Скучнейшая дорога, широкая, пыльная, шедшая меж выжженых пустырей, чахлых перелесков и учебных полигонов, была непривычно оживлена: навстречу нам в облаках едкой желтой пыли шли те батареи легкой полевой артиллерии, на смену которым двигались наши тяжелые мортиры. То и дело встречались веселые конные ординарцы, иные с туго набитыми почтою черными сумками через плечо. Вдруг налетала звонкая команда: «смиррр…но… глаза на ле…во, господа офицеры»… и мимо катилась запряженная гладкими рысаками нарядная генеральская коляска. Мелькали ярко–красные отвороты и белая замша перчатки у блестящего на солнце козырька. Встречались парные можайские извозчики, такие же, как на всех дорогах средней полосы России: худые, ломанные лошади, сплющенные рессоры, кривые кузова и «лихая» на кнуте езда, ради прибавки на водку.
Помню, как я к концу сбора ранним, свежим утром ехал на такой наемной паре в Можайск к поезду. Въехав в перелесок, возница неожиданно перевел лошадей в шаг и стал вертеть козью ножку. В это время на опушке, у дорожной канавы, внезапно появилась чисто одетая молодая баба с кошелкою в руках.

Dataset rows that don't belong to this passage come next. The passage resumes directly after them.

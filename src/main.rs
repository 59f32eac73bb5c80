use anyhow::Result;
use tracing_subscriber::EnvFilter;

use tinylink::config;
use tinylink::server;

#[tokio::main]
async fn main() -> Result<()> {
    dotenvy::dotenv().ok();

    let config = config::load_from_env()?;
    init_tracing(&config.log_level, &config.log_format);
    config.print_summary();

    server::run(config).await
}

/// `RUST_LOG` wins over the configured level; `LOG_FORMAT=json` switches to
/// one JSON object per line.
fn init_tracing(default_level: &str, format: &str) {
    let filter = EnvFilter::try_from_default_env()
        .or_else(|_| EnvFilter::try_new(default_level))
        .unwrap_or_else(|_| EnvFilter::new("info"));

    let builder = tracing_subscriber::fmt().with_env_filter(filter);
    if format.eq_ignore_ascii_case("json") {
        builder.json().init();
    } else {
        builder.init();
    }
}
//! Handler for the health check endpoint.

use axum::{Json, extract::State, http::StatusCode};

use crate::api::dto::health::{CheckStatus, HealthChecks, HealthResponse};
use crate::state::AppState;

/// Returns service health with component checks.
///
/// # Endpoint
///
/// `GET /health`
///
/// # Response Codes
///
/// - **200 OK**: all components healthy
/// - **503 Service Unavailable**: the link store, the cache or the visit queue
///   is down
///
/// # Response
///
/// ```json
/// {
///   "status": "healthy",
///   "version": "0.1.0",
///   "checks": {
///     "store": { "status": "ok" },
///     "cache": { "status": "ok" },
///     "visit_queue": { "status": "ok" }
///   }
/// }
/// ```
pub async fn health_handler(
    State(state): State<AppState>,
) -> Result<Json<HealthResponse>, (StatusCode, Json<HealthResponse>)> {
    let health = state.link_service.health().await;
    let healthy = health.is_healthy();

    let response = HealthResponse {
        status: if healthy { "healthy" } else { "degraded" }.to_string(),
        version: env!("CARGO_PKG_VERSION").to_string(),
        checks: HealthChecks {
            store: CheckStatus::from_check(health.store, "Link store unreachable"),
            cache: CheckStatus::from_check(health.cache, "Cache unreachable"),
            visit_queue: CheckStatus::from_check(health.visit_queue, "Visit queue is closed"),
        },
    };

    if healthy {
        Ok(Json(response))
    } else {
        tracing::warn!(?health, "Health check degraded");
        Err((StatusCode::SERVICE_UNAVAILABLE, Json(response)))
    }
}
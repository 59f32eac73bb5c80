//! HTTP server initialization and runtime setup.
//!
//! Handles store and cache selection, worker spawning, and the Axum server
//! lifecycle.

use crate::api::middleware::rate_limit::RateLimitSettings;
use crate::config::{Config, StorageBackend};
use crate::domain::repositories::{LinkStore, TokenStore};
use crate::domain::visit_worker::run_visit_worker;
use crate::infrastructure::cache::{LinkCache, MemoryCache, RedisCache};
use crate::infrastructure::persistence::{
    MemoryLinkStore, MemoryTokenStore, PgLinkStore, PgTokenStore,
};
use crate::routes::app_router;
use crate::state::AppState;

use anyhow::{Context, Result};
use axum::ServiceExt;
use axum::extract::Request;
use sqlx::PgPool;
use sqlx::postgres::PgPoolOptions;
use std::net::SocketAddr;
use std::sync::Arc;
use std::time::Duration;
use tokio::sync::mpsc;

/// The link and refresh token stores of the configured engine.
pub struct Stores {
    pub links: Arc<dyn LinkStore>,
    pub tokens: Arc<dyn TokenStore>,
}

/// Opens the PostgreSQL pool with the configured limits and applies pending
/// migrations.
///
/// # Errors
///
/// Returns an error if `DATABASE_URL` is missing, the database is unreachable
/// or a migration fails.
pub async fn connect_pool(config: &Config) -> Result<PgPool> {
    let database_url = config
        .database_url
        .as_deref()
        .context("DATABASE_URL is required for the postgres backend")?;

    let pool = PgPoolOptions::new()
        .max_connections(config.db_max_connections)
        .acquire_timeout(Duration::from_secs(config.db_connect_timeout))
        .idle_timeout(Duration::from_secs(config.db_idle_timeout))
        .max_lifetime(Duration::from_secs(config.db_max_lifetime))
        .connect(database_url)
        .await
        .context("Failed to connect to database")?;
    tracing::info!("Connected to database");

    sqlx::migrate!("./migrations")
        .run(&pool)
        .await
        .context("Failed to apply migrations")?;

    Ok(pool)
}

/// Builds the stores selected by `STORAGE_BACKEND`.
pub async fn connect_stores(config: &Config) -> Result<Stores> {
    match config.storage_backend {
        StorageBackend::Postgres => {
            let pool = Arc::new(connect_pool(config).await?);

            Ok(Stores {
                links: Arc::new(PgLinkStore::new(pool.clone())),
                tokens: Arc::new(PgTokenStore::new(pool)),
            })
        }
        StorageBackend::Memory => {
            tracing::warn!("Using in-memory stores; data is lost on restart");
            Ok(Stores {
                links: Arc::new(MemoryLinkStore::new()),
                tokens: Arc::new(MemoryTokenStore::new()),
            })
        }
    }
}

/// Connects Redis when configured, falling back to the in-process cache.
pub async fn connect_cache(config: &Config) -> Arc<dyn LinkCache> {
    if let Some(redis_url) = &config.redis_url {
        match RedisCache::connect(redis_url).await {
            Ok(redis) => {
                tracing::info!("Cache enabled (Redis)");
                return Arc::new(redis);
            }
            Err(e) => {
                tracing::warn!("Failed to connect to Redis: {}. Using in-process cache.", e);
            }
        }
    } else {
        tracing::info!("Cache: in-process");
    }

    Arc::new(MemoryCache::new())
}

/// Runs the HTTP server with the given configuration.
///
/// Initializes:
/// - Link and refresh token stores (PostgreSQL with migrations, or in-memory)
/// - Redis cache (or in-process fallback), with the alias counter raised to
///   the store's floor
/// - Background visit worker
/// - Axum HTTP server with graceful shutdown
///
/// On shutdown the visit queue is closed and the worker drains it before this
/// returns.
///
/// # Errors
///
/// Returns an error if:
/// - Store connection or migration fails
/// - Server bind fails
/// - Server runtime error occurs
pub async fn run(config: Config) -> Result<()> {
    let stores = connect_stores(&config).await?;
    let cache = connect_cache(&config).await;

    let (visit_tx, visit_rx) = mpsc::channel(config.visit_queue_capacity);
    let worker = tokio::spawn(run_visit_worker(
        visit_rx,
        stores.links.clone(),
        config.visit_worker_concurrency,
        Duration::from_millis(config.store_timeout_ms),
    ));
    tracing::info!(
        concurrency = config.visit_worker_concurrency,
        "Visit worker started"
    );

    let state = AppState::new(stores.links, stores.tokens, cache, visit_tx, &config);
    // A flushed or replaced counter would otherwise reissue existing aliases.
    state
        .link_service
        .seed_alias_counter()
        .await
        .map_err(|e| anyhow::anyhow!("Failed to seed alias counter: {e}"))?;
    let app = app_router(state, &RateLimitSettings::from_config(&config))?;

    let addr: SocketAddr = config
        .listen_addr
        .parse()
        .with_context(|| format!("Invalid LISTEN address '{}'", config.listen_addr))?;
    let listener = tokio::net::TcpListener::bind(addr)
        .await
        .with_context(|| format!("Failed to bind {addr}"))?;
    tracing::info!("Listening on http://{addr}");

    axum::serve(
        listener,
        ServiceExt::<Request>::into_make_service_with_connect_info::<SocketAddr>(app),
    )
    .with_graceful_shutdown(shutdown_signal())
    .await?;

    // The router (and with it the last visit sender) is gone once `serve`
    // returns, so the worker sees a closed channel and finishes.
    if let Err(e) = worker.await {
        tracing::error!(error = %e, "Visit worker panicked");
    }
    tracing::info!("Server stopped");

    Ok(())
}

/// Waits for SIGINT or, on unix, SIGTERM.
async fn shutdown_signal() {
    let ctrl_c = async {
        if let Err(e) = tokio::signal::ctrl_c().await {
            tracing::error!(error = %e, "Failed to install Ctrl+C handler");
        }
    };

    #[cfg(unix)]
    let terminate = async {
        match tokio::signal::unix::signal(tokio::signal::unix::SignalKind::terminate()) {
            Ok(mut sig) => {
                sig.recv().await;
            }
            Err(e) => tracing::error!(error = %e, "Failed to install SIGTERM handler"),
        }
    };

    #[cfg(not(unix))]
    let terminate = std::future::pending::<()>();

    tokio::select! {
        _ = ctrl_c => tracing::info!("Received SIGINT, shutting down"),
        _ = terminate => tracing::info!("Received SIGTERM, shutting down"),
    }
}
//! In-process implementation of the link store.

use async_trait::async_trait;
use chrono::Utc;
use serde_json::json;
use std::collections::BTreeMap;
use std::sync::{Mutex, MutexGuard, PoisonError};

use crate::domain::entities::{Identity, NewTinylink, Tinylink, TinylinkPatch};
use crate::domain::repositories::LinkStore;
use crate::error::AppError;

#[derive(Default)]
struct Links {
    next_id: i64,
    rows: BTreeMap<i64, Tinylink>,
}

impl Links {
    fn alias_taken(&self, new_link: &NewTinylink) -> bool {
        self.rows.values().any(|l| {
            l.alias == new_link.alias
                && l.private == new_link.private
                && (!l.private || l.owner == new_link.owner)
        })
    }
}

/// Link store held in process memory.
///
/// Applies the same constraints as the PostgreSQL schema under a single lock,
/// so it is a faithful stand-in for development and tests. Contents are lost on
/// restart.
#[derive(Default)]
pub struct MemoryLinkStore {
    inner: Mutex<Links>,
}

impl MemoryLinkStore {
    pub fn new() -> Self {
        Self::default()
    }

    fn links(&self) -> MutexGuard<'_, Links> {
        self.inner.lock().unwrap_or_else(PoisonError::into_inner)
    }
}

#[async_trait]
impl LinkStore for MemoryLinkStore {
    async fn create(&self, new_link: NewTinylink) -> Result<Tinylink, AppError> {
        if new_link.private && !new_link.owner.is_user() {
            return Err(AppError::bad_request(
                "Private links require a user owner",
                json!({ "alias": new_link.alias }),
            ));
        }

        let mut links = self.links();
        links.next_id += 1;
        if links.alias_taken(&new_link) {
            return Err(AppError::alias_exists(
                "Alias is not available",
                json!({ "alias": new_link.alias }),
            ));
        }

        let now = Utc::now();
        let link = Tinylink {
            id: links.next_id,
            alias: new_link.alias,
            url: new_link.url,
            owner: new_link.owner,
            private: new_link.private,
            domain: new_link.domain,
            version: 1,
            usage_count: 0,
            created_at: now,
            updated_at: now,
            last_visited_at: None,
            expires_at: new_link.expires_at,
        };
        links.rows.insert(link.id, link.clone());

        Ok(link)
    }

    async fn find_public(&self, alias: &str) -> Result<Option<Tinylink>, AppError> {
        Ok(self
            .links()
            .rows
            .values()
            .find(|l| !l.private && l.alias == alias)
            .cloned())
    }

    async fn find_private(
        &self,
        owner_user_id: u64,
        alias: &str,
    ) -> Result<Option<Tinylink>, AppError> {
        Ok(self
            .links()
            .rows
            .values()
            .find(|l| l.private && l.alias == alias && l.owner.user_id() == Some(owner_user_id))
            .cloned())
    }

    async fn update(
        &self,
        owner: &Identity,
        id: i64,
        expected_version: i64,
        patch: TinylinkPatch,
    ) -> Result<Option<Tinylink>, AppError> {
        let mut links = self.links();
        let Some(link) = links
            .rows
            .get_mut(&id)
            .filter(|l| l.version == expected_version && l.is_owned_by(owner))
        else {
            return Ok(None);
        };

        if let Some(url) = patch.url {
            link.url = url;
        }
        if let Some(domain) = patch.domain {
            link.domain = domain;
        }
        if let Some(expires_at) = patch.expires_at {
            link.expires_at = expires_at;
        }
        link.version += 1;
        link.updated_at = Utc::now();

        Ok(Some(link.clone()))
    }

    async fn list_by_owner(&self, owner: &Identity) -> Result<Vec<Tinylink>, AppError> {
        Ok(self
            .links()
            .rows
            .values()
            .rev()
            .filter(|l| l.is_owned_by(owner))
            .cloned()
            .collect())
    }

    async fn delete(&self, owner: &Identity, alias: &str) -> Result<Vec<Tinylink>, AppError> {
        let mut links = self.links();
        let ids: Vec<i64> = links
            .rows
            .values()
            .filter(|l| l.alias == alias && l.is_owned_by(owner))
            .map(|l| l.id)
            .collect();

        Ok(ids
            .into_iter()
            .filter_map(|id| links.rows.remove(&id))
            .collect())
    }

    async fn record_visit(&self, id: i64) -> Result<(), AppError> {
        if let Some(link) = self.links().rows.get_mut(&id) {
            link.usage_count += 1;
            link.last_visited_at = Some(Utc::now());
        }
        Ok(())
    }

    async fn alias_counter_floor(&self) -> Result<u64, AppError> {
        Ok(u64::try_from(self.links().next_id).unwrap_or(0))
    }

    async fn health_check(&self) -> bool {
        true
    }
}
//! Business logic services for the application layer.

pub mod credential_signer;
pub mod identity_resolver;
pub mod link_service;
pub mod token_service;

pub use credential_signer::{AccessClaims, CredentialError, CredentialSigner};
pub use identity_resolver::{AuthState, IdentityResolver, RequestCredentials, Resolution, Session};
pub use link_service::{
    LinkHealth, LinkService, LinkSettings, NewLinkRequest, RedirectRoute, RedirectTarget,
};
pub use token_service::TokenService;
//! Record store abstraction
//!
//! The proxy never owns data. It forwards to a json-server style REST
//! resource through this trait, which deals in raw JSON so that responses
//! can be re-validated before anything reaches a client.

use async_trait::async_trait;
use axum::http::StatusCode;
use serde_json::Value;
use thiserror::Error;

pub type StoreResult<T> = Result<T, StoreError>;

/// Failures reported by a record store
#[derive(Debug, Clone, PartialEq, Eq, Error)]
pub enum StoreError {
    /// The store answered 404 for the requested record
    #[error("record not found")]
    NotFound,

    /// The store answered with another unsuccessful status
    #[error("record store responded with status {0}")]
    Status(StatusCode),

    /// The store could not be reached
    #[error("record store unreachable: {0}")]
    Transport(String),

    /// The store answered with a body that is not JSON
    #[error("record store returned an unreadable body: {0}")]
    Decode(String),
}

impl StoreError {
    pub fn error_code(&self) -> &'static str {
        match self {
            StoreError::NotFound => "STORE_NOT_FOUND",
            StoreError::Status(_) => "STORE_STATUS",
            StoreError::Transport(_) => "STORE_UNREACHABLE",
            StoreError::Decode(_) => "STORE_DECODE",
        }
    }
}

/// CRUD calls against one store collection
#[async_trait]
pub trait RecordStore: Send + Sync {
    /// List the collection, passing query pairs through untouched
    async fn list(&self, query: &[(String, String)]) -> StoreResult<Value>;

    /// Fetch one record
    async fn get(&self, id: &str) -> StoreResult<Value>;

    /// Create a record; the store assigns the id
    async fn create(&self, record: Value) -> StoreResult<Value>;

    /// Replace a record in place
    async fn update(&self, id: &str, record: Value) -> StoreResult<Value>;

    async fn delete(&self, id: &str) -> StoreResult<()>;
}
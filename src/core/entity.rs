//! Entity trait tying a domain record to its form shape and constraint table

use crate::core::error::FieldErrors;
use crate::core::validation::EntityValidationConfig;
use serde::Serialize;
use serde::de::DeserializeOwned;
use serde_json::Value;
use std::fmt;

/// Which constraint table to build
#[derive(Debug, Clone, Copy, PartialEq, Eq)]
pub enum Operation {
    /// Identifier absent; the store assigns it
    Create,
    /// Identifier required
    Update,
}

impl Operation {
    pub fn as_str(&self) -> &'static str {
        match self {
            Operation::Create => "create",
            Operation::Update => "update",
        }
    }
}

/// A menu record the proxy knows how to validate and forward.
///
/// An implementation provides:
/// - the two shapes of the record: the typed domain record (`Self`) and the
///   form shape (`Form`), which is what a client edits and submits
/// - the constraint table for each [`Operation`]
/// - the pure transforms between the two shapes
///
/// Validation, id agreement and response re-checks are provided on top.
pub trait MenuEntity:
    Clone + Serialize + DeserializeOwned + PartialEq + fmt::Debug + Send + Sync + 'static
{
    /// Identifier assigned by the record store
    type Id: Clone + fmt::Display + PartialEq + Serialize + DeserializeOwned + Send + Sync;

    /// Form representation (strings and partial data, id optional)
    type Form: Clone + Serialize + DeserializeOwned + PartialEq + fmt::Debug + Send + Sync;

    /// Human name used in messages ("Menu item")
    fn display_name() -> &'static str;

    /// Default collection name at the record store
    fn store_resource() -> &'static str;

    fn validation_config(operation: Operation) -> EntityValidationConfig;

    /// Parse a path segment into an id, `None` if no record could have it
    fn parse_id(raw: &str) -> Option<Self::Id>;

    fn invalid_id_message() -> &'static str {
        "Item ID is invalid"
    }

    fn id(&self) -> Option<&Self::Id>;

    /// Pure conversion; performs no validation and never fails
    fn to_domain(form: Self::Form) -> Self;

    fn to_form(&self) -> Self::Form;

    /// Whether the availability toggle route is exposed
    fn supports_availability() -> bool {
        false
    }

    /// The same record with availability flipped
    fn toggle_availability(&self) -> Option<Self> {
        None
    }

    /// Validate a create payload. Any id in the body is dropped.
    fn validate_create(input: &Value) -> Result<Self::Form, FieldErrors> {
        let mut filtered =
            Self::validation_config(Operation::Create).validate_and_filter(input.clone())?;
        if let Value::Object(map) = &mut filtered {
            map.remove("id");
        }
        decode(filtered)
    }

    /// Validate an update payload against the id from the path
    ///
    /// The path id fills in a missing body id. A body id naming another
    /// record is an error on `id`, never overridden.
    fn validate_update(input: &Value, path_id: Option<&Self::Id>) -> Result<Self::Form, FieldErrors> {
        let Value::Object(mut map) = input.clone() else {
            return Err(FieldErrors::single("body", "Expected a JSON object"));
        };

        let path_value = path_id
            .map(|id| serde_json::to_value(id).map_err(|e| FieldErrors::single("id", e.to_string())))
            .transpose()?;

        if let Some(path_value) = &path_value {
            if map.get("id").is_none_or(Value::is_null) {
                map.insert("id".to_string(), path_value.clone());
            }
        }

        let filtered =
            Self::validation_config(Operation::Update).validate_and_filter(Value::Object(map))?;

        if let Some(path_value) = &path_value {
            if filtered.get("id") != Some(path_value) {
                return Err(FieldErrors::single(
                    "id",
                    "ID does not match the item being updated",
                ));
            }
        }
        decode(filtered)
    }

    /// Fully validate a record coming back from the store
    fn validate_record(input: Value) -> Result<Self, FieldErrors> {
        let filtered = Self::validation_config(Operation::Update).validate_and_filter(input)?;
        decode(filtered).map(Self::to_domain)
    }
}

fn decode<T: DeserializeOwned>(value: Value) -> Result<T, FieldErrors> {
    serde_json::from_value(value).map_err(|e| FieldErrors::single("body", e.to_string()))
}
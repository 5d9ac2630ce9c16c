//! Core module containing the traits and types shared by every entity

pub mod entity;
pub mod error;
pub mod store;
pub mod validation;

pub use entity::{MenuEntity, Operation};
pub use error::{ErrorResponse, FieldErrors, IdentifierError, ProxyError, ProxyResult, StoreOperation};
pub use store::{RecordStore, StoreError, StoreResult};
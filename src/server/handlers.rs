//! HTTP handlers for menu item operations
//!
//! Handlers are generic over the entity variant. They forward to the
//! record store and re-validate whatever comes back before answering.

use axum::{
    Json,
    extract::{Path, Query, State},
    http::{StatusCode, header::CACHE_CONTROL},
    response::IntoResponse,
};
use serde::{Deserialize, Serialize};
use serde_json::Value;
use std::sync::Arc;

use crate::core::validation::{ValidatedCreate, ValidatedUpdate};
use crate::core::{MenuEntity, ProxyError, ProxyResult, RecordStore, StoreOperation};

/// State shared across handlers
#[derive(Clone)]
pub struct ProxyState {
    pub store: Arc<dyn RecordStore>,
}

impl ProxyState {
    pub fn new(store: Arc<dyn RecordStore>) -> Self {
        Self { store }
    }
}

/// Body returned by a successful delete
#[derive(Debug, Serialize, Deserialize)]
pub struct DeleteResponse<I> {
    pub message: String,
    pub id: I,
}

/// A store answer is only passed on once it is a valid record
fn checked_record<E: MenuEntity>(value: Value) -> ProxyResult<E> {
    E::validate_record(value).map_err(|errors| ProxyError::ResponseShape {
        entity: E::display_name(),
        errors,
    })
}

/// Ids no record could carry are reported as missing without asking the store
fn known_id<E: MenuEntity>(raw: &str) -> ProxyResult<E::Id> {
    E::parse_id(raw).ok_or_else(|| ProxyError::NotFound {
        entity: E::display_name(),
        id: raw.to_string(),
    })
}

fn to_store_body<E: MenuEntity>(record: &E) -> ProxyResult<Value> {
    serde_json::to_value(record).map_err(|e| ProxyError::Internal(e.to_string()))
}

/// List items
///
/// GET /items?...
///
/// Query pairs go to the store untouched and the payload comes back
/// untouched; browsers are told not to cache it.
pub async fn list(
    State(state): State<ProxyState>,
    Query(query): Query<Vec<(String, String)>>,
) -> ProxyResult<impl IntoResponse> {
    let payload = state
        .store
        .list(&query)
        .await
        .map_err(|source| ProxyError::Store {
            operation: StoreOperation::List,
            source,
        })?;

    Ok(([(CACHE_CONTROL, "no-store")], Json(payload)))
}

/// Get one item
///
/// GET /items/{id}
pub async fn get_item<E: MenuEntity>(
    State(state): State<ProxyState>,
    Path(raw_id): Path<String>,
) -> ProxyResult<Json<E>> {
    let id = known_id::<E>(&raw_id)?;
    let value = state
        .store
        .get(&id.to_string())
        .await
        .map_err(|e| ProxyError::from_store(StoreOperation::Fetch, E::display_name(), &id, e))?;

    checked_record::<E>(value).map(Json)
}

/// Create an item
///
/// POST /items
pub async fn create<E: MenuEntity>(
    State(state): State<ProxyState>,
    ValidatedCreate(form): ValidatedCreate<E>,
) -> ProxyResult<(StatusCode, Json<E>)> {
    let record = E::to_domain(form);
    let body = to_store_body(&record)?;

    let created = state
        .store
        .create(body)
        .await
        .map_err(|source| ProxyError::Store {
            operation: StoreOperation::Create,
            source,
        })?;
    let created = checked_record::<E>(created)?;

    if let Some(id) = created.id() {
        tracing::info!(entity = E::display_name(), id = %id, "item created");
    }
    Ok((StatusCode::CREATED, Json(created)))
}

/// Update an item in place
///
/// PUT /items/{id}
///
/// The record must already exist; a missing record is a 404 before any
/// write is attempted.
pub async fn update<E: MenuEntity>(
    State(state): State<ProxyState>,
    ValidatedUpdate { id, form }: ValidatedUpdate<E>,
) -> ProxyResult<Json<E>> {
    let key = id.to_string();
    let entity = E::display_name();

    state
        .store
        .get(&key)
        .await
        .map_err(|e| ProxyError::from_store(StoreOperation::CheckExists, entity, &id, e))?;

    let body = to_store_body(&E::to_domain(form))?;
    let updated = state
        .store
        .update(&key, body)
        .await
        .map_err(|e| ProxyError::from_store(StoreOperation::Update, entity, &id, e))?;

    tracing::info!(entity, id = %id, "item updated");
    checked_record::<E>(updated).map(Json)
}

/// Delete an item
///
/// DELETE /items/{id}
pub async fn delete<E: MenuEntity>(
    State(state): State<ProxyState>,
    Path(raw_id): Path<String>,
) -> ProxyResult<Json<DeleteResponse<E::Id>>> {
    let id = known_id::<E>(&raw_id)?;
    let entity = E::display_name();

    state
        .store
        .delete(&id.to_string())
        .await
        .map_err(|e| ProxyError::from_store(StoreOperation::Delete, entity, &id, e))?;

    tracing::info!(entity, id = %id, "item deleted");
    Ok(Json(DeleteResponse {
        message: format!("{} deleted successfully", entity),
        id,
    }))
}

/// Flip availability, re-submitting the full record
///
/// PATCH /items/{id}/availability
pub async fn toggle_availability<E: MenuEntity>(
    State(state): State<ProxyState>,
    Path(raw_id): Path<String>,
) -> ProxyResult<Json<E>> {
    let id = known_id::<E>(&raw_id)?;
    let key = id.to_string();
    let entity = E::display_name();

    let current = state
        .store
        .get(&key)
        .await
        .map_err(|e| ProxyError::from_store(StoreOperation::Fetch, entity, &id, e))?;
    let toggled = checked_record::<E>(current)?
        .toggle_availability()
        .ok_or_else(|| ProxyError::Internal(format!("{} has no availability", entity)))?;

    let updated = state
        .store
        .update(&key, to_store_body(&toggled)?)
        .await
        .map_err(|e| ProxyError::from_store(StoreOperation::Update, entity, &id, e))?;

    tracing::info!(entity, id = %id, "availability toggled");
    checked_record::<E>(updated).map(Json)
}

/// Liveness probe
///
/// GET /health
pub async fn health() -> Json<Value> {
    Json(serde_json::json!({
        "status": "ok",
        "service": "menu-proxy",
    }))
}
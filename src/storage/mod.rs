//! Record store implementations

pub mod http;
pub mod in_memory;

pub use http::HttpRecordStore;
pub use in_memory::{IdKind, InMemoryRecordStore};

Переглянувшись с ямщиком, она быстро подошла к пролетке и, лукаво заглянув мне в глаза, ласково проговорила: «Тебе, видно, не к спеху, ваше благородие, может подсобишь землянички набрать, с самого утра хожу — замучилась»… Смутившись, я сунул бабе полтинник в руку и толкнул старика в спину: «пошел, опоздаем к поезду».
Впоследствии
Часам к пяти вечера мы подошли к Клементьеву, большому селу, широко раскинувшемуся вокруг старинной усадьбы; здесь помещалось лагерное управление. В желтом доме, в полосатых маркизах террасы, в вековых липах, в красноватых садовых дорожках, в пестрых, цветочных клумбах, приветливо глянувших на нас в раскрытые ворота, не было не только ничего специфически военного, но даже и ничего казенно–служебного. Весь этот патриархальный мир дышал таким безмятежным покоем, такою по–вечернему тихой, тургеневски–женственной негою, что военные занятия и стрельба казались в нем не только неуместными, но прямо немыслимыми.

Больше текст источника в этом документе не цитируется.